I know it’s been a tough day for you. The children fell asleep, and you were sitting on the couch, and loneliness fell on you. We all feel lonely sometimes, but for you it is especially difficult, because you love people so much. Divorce has changed a lot – it happens to everyone who has gone through it. But these changes are temporary, and a bright future awaits you ahead, I know this for sure. It will be hard for you to believe, but when your great-uncle died, I felt very lonely. It was a terrible year, and I thought that I would not get better. But gradually I cheered up. I accepted my sadness and loneliness and reminded myself that although I am alone, I am surrounded by family and friends who love and care for me. And I love you, Janine, you are dear to me. Over time, unpleasant emotions will leave you. Just give yourself some time.

Exercise: hand on chest

Touch is a powerful tool. It not only calms, but also enhances feelings of love, kindness and care. Do this exercise whenever you are upset, worried, or want to switch off from anxiety and depression or other emotional reactions, waiting for the feelings to subside. By following these simple steps, you can easily comfort yourself.

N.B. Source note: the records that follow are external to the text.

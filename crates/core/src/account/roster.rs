use std::{path::Path, sync::Arc};

use anyhow::Result;
use chrono::{DateTime, Utc};
use parking_lot::RwLock;
use tracing::{debug, info};

use crate::models::{Card, CardKind, Train};

use super::snapshot::AccountSnapshot;

/// Read access to a player's cards and trains, plus write-back of committed trains.
///
/// Every call returns a snapshot taken at call time.
pub trait CardSource {
    /// Every card the player owns.
    fn cards(&self) -> Vec<Card>;

    /// Every card the player owns of one kind.
    fn cards_of(&self, kind: CardKind) -> Vec<Card> {
        self.cards()
            .into_iter()
            .filter(|card| card.kind() == kind)
            .collect()
    }

    /// Every train the player owns.
    fn trains(&self) -> Vec<Train>;

    /// The train with the given name.
    fn train(&self, name: &str) -> Option<Train> {
        self.trains().into_iter().find(|train| train.name == name)
    }

    /// Overwrite the canonical train with the same name. Returns `false` if none exists.
    fn replace_train(&self, train: Train) -> bool;
}

/// Thread-safe handle over one player's account.
#[derive(Clone)]
pub struct Roster {
    inner: Arc<RwLock<Inner>>,
}

struct Inner {
    player: String,
    cards: Vec<Card>,
    trains: Vec<Train>,
    loaded_at: DateTime<Utc>,
}

impl Roster {
    /// Build a roster from already resolved cards and trains.
    pub fn new(player: impl Into<String>, cards: Vec<Card>, trains: Vec<Train>) -> Self {
        Self {
            inner: Arc::new(RwLock::new(Inner {
                player: player.into(),
                cards,
                trains,
                loaded_at: Utc::now(),
            })),
        }
    }

    /// Resolve a snapshot into a roster.
    pub fn from_snapshot(snapshot: AccountSnapshot) -> Result<Self> {
        let trains = snapshot.resolve_trains()?;
        Ok(Self::new(snapshot.player, snapshot.cards, trains))
    }

    /// Load the account snapshot stored at `path`.
    pub fn load(path: impl AsRef<Path>) -> Result<Self> {
        let path = path.as_ref();
        let roster = Self::from_snapshot(AccountSnapshot::load(path)?)?;
        info!(
            path = %path.display(),
            cards = roster.inner.read().cards.len(),
            trains = roster.inner.read().trains.len(),
            "Account loaded"
        );
        Ok(roster)
    }

    /// Replace the whole account with a freshly read snapshot.
    pub fn refresh(&self, snapshot: AccountSnapshot) -> Result<()> {
        let trains = snapshot.resolve_trains()?;
        let mut inner = self.inner.write();
        inner.player = snapshot.player;
        inner.cards = snapshot.cards;
        inner.trains = trains;
        inner.loaded_at = Utc::now();
        debug!(cards = inner.cards.len(), trains = inner.trains.len(), "Account refreshed");
        Ok(())
    }

    /// Owning player's name.
    pub fn player(&self) -> String {
        self.inner.read().player.clone()
    }

    /// When the account data was last (re)loaded.
    pub fn loaded_at(&self) -> DateTime<Utc> {
        self.inner.read().loaded_at
    }
}

impl CardSource for Roster {
    fn cards(&self) -> Vec<Card> {
        self.inner.read().cards.clone()
    }

    fn cards_of(&self, kind: CardKind) -> Vec<Card> {
        self.inner
            .read()
            .cards
            .iter()
            .filter(|card| card.kind() == kind)
            .cloned()
            .collect()
    }

    fn trains(&self) -> Vec<Train> {
        self.inner.read().trains.clone()
    }

    fn train(&self, name: &str) -> Option<Train> {
        self.inner
            .read()
            .trains
            .iter()
            .find(|train| train.name == name)
            .cloned()
    }

    fn replace_train(&self, train: Train) -> bool {
        let mut inner = self.inner.write();
        match inner.trains.iter_mut().find(|slot| slot.name == train.name) {
            Some(slot) => {
                *slot = train;
                true
            }
            None => false,
        }
    }
}
mod app;

use anyhow::{Context, Result};
use std::{
    fs::{self, OpenOptions},
    path::Path,
    sync::Mutex,
};

use consist_core::{
    account::{AccountStore, AccountWatcher, Roster},
    config::{self, AppConfig},
};
use tokio::sync::mpsc;
use tracing_subscriber::{prelude::*, EnvFilter};

#[tokio::main]
async fn main() -> Result<()> {
    config::ensure_default_config()?;
    let config = AppConfig::load()?;
    init_logging(&config.log_dir)?;

    let roster = Roster::load(&config.account_path)?;
    let store = AccountStore::new(&config.account_path);

    let mut app = app::ConsistApp::new(roster, store, &config);

    // Keep the watcher alive for the whole session.
    let _watcher = if config.watch_account {
        let (account_tx, account_rx) = mpsc::channel(8);
        match AccountWatcher::spawn(&config.account_path, account_tx) {
            Ok(watcher) => {
                tracing::info!(path = %watcher.path().display(), "Watching account file");
                app.attach_watcher(account_rx);
                Some(watcher)
            }
            Err(err) => {
                tracing::error!("Account watcher unavailable: {err:#}");
                None
            }
        }
    } else {
        None
    };

    app.run().await
}

fn init_logging(log_dir: &Path) -> Result<()> {
    fs::create_dir_all(log_dir)
        .with_context(|| format!("failed to create log directory {}", log_dir.display()))?;
    let log_path = log_dir.join("consist.log");
    let log_file = OpenOptions::new()
        .create(true)
        .append(true)
        .open(&log_path)
        .with_context(|| format!("failed to open log file {}", log_path.display()))?;

    let env_filter = EnvFilter::try_from_default_env().unwrap_or_else(|_| EnvFilter::new("info"));

    // The terminal belongs to the UI, so everything goes to the file.
    let file_layer = tracing_subscriber::fmt::layer()
        .with_target(true)
        .with_ansi(false)
        .compact()
        .with_writer(Mutex::new(log_file));

    tracing_subscriber::registry()
        .with(env_filter)
        .with(file_layer)
        .init();

    Ok(())
}
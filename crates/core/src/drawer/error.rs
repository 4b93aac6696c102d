use thiserror::Error;

use crate::account::StoreError;
use crate::models::AssetId;

use super::groups::GroupKey;

/// Precondition violated by the surrounding application.
///
/// These are not user-correctable; callers are expected to log them and recover at a
/// coarser level, for example by closing the drawer. User-facing composition problems
/// are reported through [`super::ValidationError`] instead.
#[allow(missing_docs)]
#[derive(Debug, Error)]
pub enum DrawerError {
    #[error("no unsaved train is being edited")]
    NoUnsavedTrain,
    #[error("train {0} is not one of the player's trains")]
    TrainNotFound(String),
    #[error("rail car {0} is not attached to the edited train")]
    RailCarNotFound(AssetId),
    #[error("rail car {0} is neither a passenger nor a cargo car")]
    UnsupportedRailCar(AssetId),
    #[error("group {0:?} is not shown in the current state")]
    NoSuchGroup(GroupKey),
    #[error("persisting the composition failed: {0}")]
    Persistence(#[from] StoreError),
}
//! View-model groups derived from the drawer state.

use std::rc::Rc;

use crate::account::CardSource;
use crate::models::{AssetId, Card, CardKind, Train, Utilization, WagonCapacity};

use super::{
    filter::InventoryFilter,
    focus::FocusManager,
    pool::{CardPool, CardView},
    query::unequipped_cards,
    state::{DrawerState, ResumeFocus},
    DrawerError,
};

/// Named handle of a group shown by the drawer.
#[derive(Debug, Clone, Copy, PartialEq, Eq, Hash)]
pub enum GroupKey {
    /// Every owned card.
    Inventory,
    /// Equipped conductor on the composition overview.
    Conductor,
    /// Equipped locomotive on the composition overview.
    Locomotive,
    /// Attached rail cars on the composition overview.
    Railcars,
    /// Attached rail cars on the loadout overview.
    Loadout,
    /// Cards currently in the slot being edited.
    Equipped,
    /// Cards available for the slot being edited.
    Unequipped,
}

/// Per-card presentation flags.
#[derive(Debug, Clone, Copy, PartialEq, Eq, Default)]
pub struct SlotFlags {
    /// Draw attention to the card.
    pub highlighted: bool,
    /// The card reacts to clicks.
    pub enabled: bool,
    /// The card is in use on some train.
    pub equipped_elsewhere: bool,
}

impl SlotFlags {
    fn enabled() -> Self {
        Self {
            enabled: true,
            ..Self::default()
        }
    }
}

/// One horizontally arranged set of cards, ready for the renderer.
#[derive(Debug, Clone)]
pub struct CardGroup {
    /// Handle used to route clicks and hovers back to the drawer.
    pub key: GroupKey,
    /// Group heading.
    pub title: String,
    /// Pooled card views in display order.
    pub cards: Vec<Rc<CardView>>,
    /// Flags parallel to `cards`.
    pub flags: Vec<SlotFlags>,
    /// Optional explanatory text.
    pub hint: Option<String>,
    /// Selected card position.
    pub focus: FocusManager,
}

impl CardGroup {
    fn new(
        key: GroupKey,
        title: impl Into<String>,
        cards: Vec<(Card, SlotFlags)>,
        pool: &mut CardPool,
        focus_hint: Option<usize>,
    ) -> Self {
        let focus = FocusManager::new(cards.iter().map(|(card, _)| card.id).collect(), focus_hint);
        let (views, flags): (Vec<_>, Vec<_>) = cards
            .iter()
            .map(|(card, flags)| (pool.get_or_create(card), *flags))
            .unzip();
        Self {
            key,
            title: title.into(),
            cards: views,
            flags,
            hint: None,
            focus,
        }
    }

    fn with_hint(mut self, hint: impl Into<String>) -> Self {
        self.hint = Some(hint.into());
        self
    }

    /// Card at `index`.
    pub fn card(&self, index: usize) -> Option<&Card> {
        self.cards.get(index).map(|view| view.card())
    }

    /// Card under the focus.
    pub fn focused_card(&self) -> Option<&Card> {
        self.card(self.focus.index())
    }

    /// Flags of the card at `index`.
    pub fn flags(&self, index: usize) -> SlotFlags {
        self.flags.get(index).copied().unwrap_or_default()
    }

    /// Number of cards.
    pub fn len(&self) -> usize {
        self.cards.len()
    }

    /// Whether the group shows no cards.
    pub fn is_empty(&self) -> bool {
        self.cards.is_empty()
    }
}

/// Inputs shared by every group builder.
pub(crate) struct GroupContext<'a, S: ?Sized> {
    pub source: &'a S,
    pub unsaved: Option<&'a Train>,
    pub pool: &'a mut CardPool,
    pub filter: &'a InventoryFilter,
}

impl<'a, S: CardSource + ?Sized> GroupContext<'a, S> {
    fn unsaved(&self) -> Result<&'a Train, DrawerError> {
        self.unsaved.ok_or(DrawerError::NoUnsavedTrain)
    }
}

/// Compute the groups shown for `state`.
pub(crate) fn build_groups<S>(
    state: &DrawerState,
    ctx: GroupContext<'_, S>,
) -> Result<Vec<CardGroup>, DrawerError>
where
    S: CardSource + ?Sized,
{
    match state {
        DrawerState::Closed => Ok(Vec::new()),
        DrawerState::Inventory => Ok(vec![inventory_group(ctx)]),
        DrawerState::CompositionOverview { .. } => composition_groups(ctx),
        DrawerState::ChangeConductor { .. } => slot_groups(ctx, CardKind::Conductor),
        DrawerState::ChangeLocomotive { .. } => slot_groups(ctx, CardKind::Locomotive),
        DrawerState::ChangeRailcars { .. } => railcar_groups(ctx),
        DrawerState::LoadoutOverview { .. } => loadout_groups(ctx),
        DrawerState::ChangeCommodities {
            railcar,
            resume_focus,
            ..
        } => commodity_groups(ctx, *railcar, *resume_focus),
    }
}

fn inventory_group<S>(mut ctx: GroupContext<'_, S>) -> CardGroup
where
    S: CardSource + ?Sized,
{
    let trains = ctx.source.trains();
    let mut cards: Vec<(Card, SlotFlags)> = ctx
        .source
        .cards()
        .into_iter()
        .filter_map(|card| {
            let equipped = trains.iter().any(|train| train.holds(card.id));
            ctx.filter.matches(&card, equipped).then(|| {
                let flags = SlotFlags {
                    equipped_elsewhere: equipped,
                    ..SlotFlags::enabled()
                };
                (card, flags)
            })
        })
        .collect();
    cards.sort_by_key(|(card, _)| {
        let rank = CardKind::ALL
            .iter()
            .position(|kind| *kind == card.kind())
            .unwrap_or(CardKind::ALL.len());
        (rank, card.id)
    });

    let title = format!("Inventory ({})", cards.len());
    let group = CardGroup::new(GroupKey::Inventory, title, cards, ctx.pool, None);
    if group.is_empty() {
        group.with_hint("No cards match the current filter")
    } else {
        group
    }
}

fn composition_groups<S>(mut ctx: GroupContext<'_, S>) -> Result<Vec<CardGroup>, DrawerError>
where
    S: CardSource + ?Sized,
{
    let train = ctx.unsaved()?;
    let single = |card: &Option<Card>| -> Vec<(Card, SlotFlags)> {
        card.iter()
            .map(|card| (card.clone(), SlotFlags::enabled()))
            .collect()
    };

    let mut conductor = CardGroup::new(
        GroupKey::Conductor,
        "Conductor",
        single(&train.conductor),
        ctx.pool,
        None,
    );
    if conductor.is_empty() {
        conductor = conductor.with_hint("No conductor · select to choose one");
    }

    let mut locomotive = CardGroup::new(
        GroupKey::Locomotive,
        "Locomotive",
        single(&train.locomotive),
        ctx.pool,
        None,
    );
    if locomotive.is_empty() {
        locomotive = locomotive.with_hint("No locomotive · select to choose one");
    }

    let cars = train
        .cars
        .iter()
        .map(|slot| (slot.car.clone(), SlotFlags::enabled()))
        .collect();
    let railcars = CardGroup::new(GroupKey::Railcars, "Rail cars", cars, ctx.pool, None)
        .with_hint(slot_usage(train));

    Ok(vec![conductor, locomotive, railcars])
}

fn slot_groups<S>(mut ctx: GroupContext<'_, S>, kind: CardKind) -> Result<Vec<CardGroup>, DrawerError>
where
    S: CardSource + ?Sized,
{
    let train = ctx.unsaved()?;
    let current = match kind {
        CardKind::Conductor => train.conductor.clone(),
        _ => train.locomotive.clone(),
    };
    let compatible = |card: &Card| match kind {
        CardKind::Conductor => match (train.conductor_threshold(), card.conductor_level()) {
            (Some(threshold), Some(level)) => level >= threshold,
            _ => true,
        },
        _ => {
            let mut candidate = train.clone();
            candidate.locomotive = Some(card.clone());
            match (candidate.conductor_threshold(), train.conductor.as_ref()) {
                (Some(threshold), Some(conductor)) => {
                    conductor.conductor_level().unwrap_or(0) >= threshold
                }
                _ => true,
            }
        }
    };

    let equipped = current
        .into_iter()
        .map(|card| {
            let flags = SlotFlags {
                highlighted: true,
                ..SlotFlags::enabled()
            };
            (card, flags)
        })
        .collect();
    let available = unequipped_cards(ctx.source, kind, train)?
        .into_iter()
        .map(|card| {
            let flags = SlotFlags {
                highlighted: compatible(&card),
                ..SlotFlags::enabled()
            };
            (card, flags)
        })
        .collect::<Vec<_>>();

    let noun = match kind {
        CardKind::Conductor => "conductor",
        _ => "locomotive",
    };
    let equipped = CardGroup::new(
        GroupKey::Equipped,
        format!("Equipped {noun}"),
        equipped,
        ctx.pool,
        None,
    );
    let unequipped = CardGroup::new(
        GroupKey::Unequipped,
        format!("Available {noun}s"),
        available,
        ctx.pool,
        None,
    );
    let unequipped = if unequipped.is_empty() {
        unequipped.with_hint(format!("Every {noun} is already in use"))
    } else {
        unequipped.with_hint("Hover to preview · select to equip")
    };
    Ok(vec![equipped, unequipped])
}

fn railcar_groups<S>(mut ctx: GroupContext<'_, S>) -> Result<Vec<CardGroup>, DrawerError>
where
    S: CardSource + ?Sized,
{
    let train = ctx.unsaved()?;
    let attached = train
        .cars
        .iter()
        .map(|slot| (slot.car.clone(), SlotFlags::enabled()))
        .collect();
    let free_slots = train.cars.len() < train.slot_count() as usize;
    let available = unequipped_cards(ctx.source, CardKind::Wagon, train)?
        .into_iter()
        .map(|card| {
            let flags = SlotFlags {
                highlighted: free_slots,
                ..SlotFlags::enabled()
            };
            (card, flags)
        })
        .collect();

    let equipped = CardGroup::new(
        GroupKey::Equipped,
        "Attached rail cars",
        attached,
        ctx.pool,
        None,
    )
    .with_hint(format!("{} · select to detach", slot_usage(train)));
    let unequipped = CardGroup::new(
        GroupKey::Unequipped,
        "Available rail cars",
        available,
        ctx.pool,
        None,
    )
    .with_hint("Select to attach");
    Ok(vec![equipped, unequipped])
}

fn loadout_groups<S>(mut ctx: GroupContext<'_, S>) -> Result<Vec<CardGroup>, DrawerError>
where
    S: CardSource + ?Sized,
{
    let train = ctx.unsaved()?;
    let cars = train
        .cars
        .iter()
        .map(|slot| {
            let flags = SlotFlags {
                highlighted: !slot.utilization().within_capacity(),
                ..SlotFlags::enabled()
            };
            (slot.car.clone(), flags)
        })
        .collect();
    let group = CardGroup::new(GroupKey::Loadout, "Rail cars", cars, ctx.pool, None);
    let group = if group.is_empty() {
        group.with_hint("No rail cars attached")
    } else {
        group.with_hint("Select a rail car to load it")
    };
    Ok(vec![group])
}

fn commodity_groups<S>(
    mut ctx: GroupContext<'_, S>,
    railcar: AssetId,
    resume_focus: Option<ResumeFocus>,
) -> Result<Vec<CardGroup>, DrawerError>
where
    S: CardSource + ?Sized,
{
    let train = ctx.unsaved()?;
    let slot = train
        .car(railcar)
        .ok_or(DrawerError::RailCarNotFound(railcar))?;
    let capacity = slot.capacity();
    if capacity == WagonCapacity::Unsupported {
        return Err(DrawerError::UnsupportedRailCar(railcar));
    }

    let loaded = slot
        .loads
        .iter()
        .map(|load| (load.clone(), SlotFlags::enabled()))
        .collect();
    let available = unequipped_cards(ctx.source, CardKind::Loadable, train)?
        .into_iter()
        .filter(|card| {
            card.loadable()
                .is_some_and(|stats| stats.fits(&capacity))
        })
        .map(|card| (card, SlotFlags::enabled()))
        .collect();

    let hint_for = |group: GroupKey| {
        resume_focus
            .filter(|focus| focus.group == group)
            .map(|focus| focus.index)
    };
    let usage = match slot.utilization() {
        Utilization::Seats { used, max } => format!("{used}/{max} seats"),
        Utilization::Volume { used, max } => format!("{used}/{max} volume"),
        Utilization::Unsupported => String::new(),
    };

    let equipped = CardGroup::new(
        GroupKey::Equipped,
        format!("Loaded in {}", slot.car.name),
        loaded,
        ctx.pool,
        hint_for(GroupKey::Equipped),
    )
    .with_hint(format!("{usage} · select to unload"));
    let unequipped = CardGroup::new(
        GroupKey::Unequipped,
        "Compatible loads",
        available,
        ctx.pool,
        hint_for(GroupKey::Unequipped),
    );
    let unequipped = if unequipped.is_empty() {
        unequipped.with_hint("No compatible loads available")
    } else {
        unequipped.with_hint("Select to load")
    };
    Ok(vec![equipped, unequipped])
}

fn slot_usage(train: &Train) -> String {
    format!("{}/{} slots used", train.cars.len(), train.slot_count())
}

  1. Place your hand on your chest near your heart. Feel the warmth of your palm. Slow down, feeling how you are imbued with the spirit of calm and comfort.
  2. Breathe softly, slowly and deeply, directing your breath to the heart area. Feel how the warmth of the hand penetrates your body and envelops it.
  3. Recall a situation when you felt that someone loved, protected and cared for you. This could be a partner, a parent, a child, a friend, a therapist, a teacher, or a pet.
  4. Let the warm and pleasant feelings take over you. You may notice how the muscles relax, how a sigh escapes, or a smileappears on the lips . Enjoy these pleasant feelings – that you are loved, that you are taken care of. Stay in this state for 30 seconds.
  5. When you’re ready, return to reality. Evaluate what changes have occurred in the body after the exercise. Keep a feeling of lightness and calmness for the whole day.

Note what you felt during the exercise: kindness, care, compassion? Has your body relaxed, has it opened up to the senses? Have you become less anxious, sad, worried? Describe your experience and feelings.

Most often, we try to avoid unpleasant emotions , and therefore only increase the depressed state. Psychologist Michael Tompkins proposes to act differently – to develop emotional flexibility. After all, the more stable you are, the less you feel sad and anxious, and the faster you cope with the vicissitudes of fate.

In his book, Tompkins collected the techniques of cognitive-behavioral therapy. 50 – and even more – years of research confirm that these practices help to cope with unpleasant conditions: anxiety, despondency, depression.